Risco de qualidade |
Ordem de compra/folha de especificações |
Dimensão, material, dureza, cor, grau de aparência, norma aplicável, requisito especial |
Material incorreto utilizado, versão incorreta utilizada, material incorreto fornecido |
COA/COC |
Modelo do material, dureza, resistência à tração, alongamento, compressão — fornece apenas certificado de "aprovado", sem dados reais medidos, sem rastreabilidade |
|
Número do Lote |
Lote do fornecedor, data de produção, lote de vulcanização, se ocorreu anomalia no molde posteriormente |
Não é possível isolar o lote problemático |
INFORMAÇÕES DO MATERIAL |
NBR, HNBR, EPDM, FKM, VMQ etc.; grau especial |
A substituição de materiais é uma fonte importante de riscos para problemas de desempenho de anéis O |
Período de armazenamento |
Data de produção, data de armazenamento, período de validade, condições de armazenamento |
Armazenamento de longo prazo causando endurecimento, fissuras e queda no desempenho de compressão |
Relatório de ensaio de terceiros ou do fornecedor |
Se o desempenho-chave foi ensaiado conforme o padrão acordado |
Fornecer apenas um relatório dimensional não comprova a capacidade do material |
A norma ISO 3601-5 é uma das bases importantes para a especificação de materiais elastoméricos para anéis O; seu escopo abrange aplicações industriais O-rings e enfatiza que as propriedades físicas específicas e os métodos de ensaio devem ser acordados entre o fabricante/usuário do equipamento e o fornecedor.

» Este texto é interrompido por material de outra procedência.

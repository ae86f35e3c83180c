//! Pointer handling for the main viewport, independent of any windowing crate.
//!
//! Dragging is a two-state machine (`Idle` ↔ `Dragging`) that turns cursor
//! motion into pan deltas; the wheel is stateless and turns scroll direction
//! into a zoom about the cursor.

/// Zoom factor per wheel notch. Scrolling down multiplies the scale by it
/// (zoom out), scrolling up divides by it.
pub const WHEEL_ZOOM_STEP: f64 = 1.5;

#[derive(Debug, Clone, Copy, PartialEq)]
pub enum ViewportCommand {
    Pan { dx: f64, dy: f64 },
    Zoom { factor: f64, pivot_x: f64, pivot_y: f64 },
}

#[derive(Debug, Clone, Copy, PartialEq, Eq, Default)]
pub enum DragState {
    #[default]
    Idle,
    Dragging,
}

#[derive(Debug, Clone, Copy, PartialEq, Default)]
pub struct ViewportInput {
    state: DragState,
    cursor: Option<(f64, f64)>,
}

impl ViewportInput {
    #[must_use]
    pub fn state(&self) -> DragState {
        self.state
    }

    #[must_use]
    pub fn cursor(&self) -> Option<(f64, f64)> {
        self.cursor
    }

    pub fn press(&mut self) {
        self.state = DragState::Dragging;
    }

    pub fn release(&mut self) {
        self.state = DragState::Idle;
    }

    /// Records the new cursor position and, while dragging, emits the pan for
    /// the movement since the previous position.
    pub fn cursor_moved(&mut self, x: f64, y: f64) -> Option<ViewportCommand> {
        let previous = self.cursor.replace((x, y));

        match (self.state, previous) {
            (DragState::Dragging, Some((last_x, last_y))) => self.motion(x - last_x, y - last_y),
            _ => None,
        }
    }

    /// Relative motion, for hosts that report deltas directly.
    pub fn motion(&self, dx: f64, dy: f64) -> Option<ViewportCommand> {
        if self.state != DragState::Dragging || (dx == 0.0 && dy == 0.0) {
            return None;
        }

        Some(ViewportCommand::Pan { dx, dy })
    }

    /// Cursor left the window: forget the position so re-entry does not jump.
    pub fn cursor_left(&mut self) {
        self.cursor = None;
    }
}

/// Zoom request for a wheel event at `(x, y)`. `delta_y > 0` means scrolling
/// down, towards the user.
#[must_use]
pub fn wheel(delta_y: f64, x: f64, y: f64) -> ViewportCommand {
    let factor = if delta_y > 0.0 {
        WHEEL_ZOOM_STEP
    } else {
        1.0 / WHEEL_ZOOM_STEP
    };

    ViewportCommand::Zoom {
        factor,
        pivot_x: x,
        pivot_y: y,
    }
}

Recomendação de gestão: a ordem de compra não deve simplesmente indicar "anel O 20×2,4, 70 graus." Deve, no mínimo, especificar claramente: material, dureza, norma/desenho dimensional (versão), grau de aparência, requisitos de desempenho-chave, requisitos de rastreabilidade por lote, itens de dados do COA e frequência de inspeção.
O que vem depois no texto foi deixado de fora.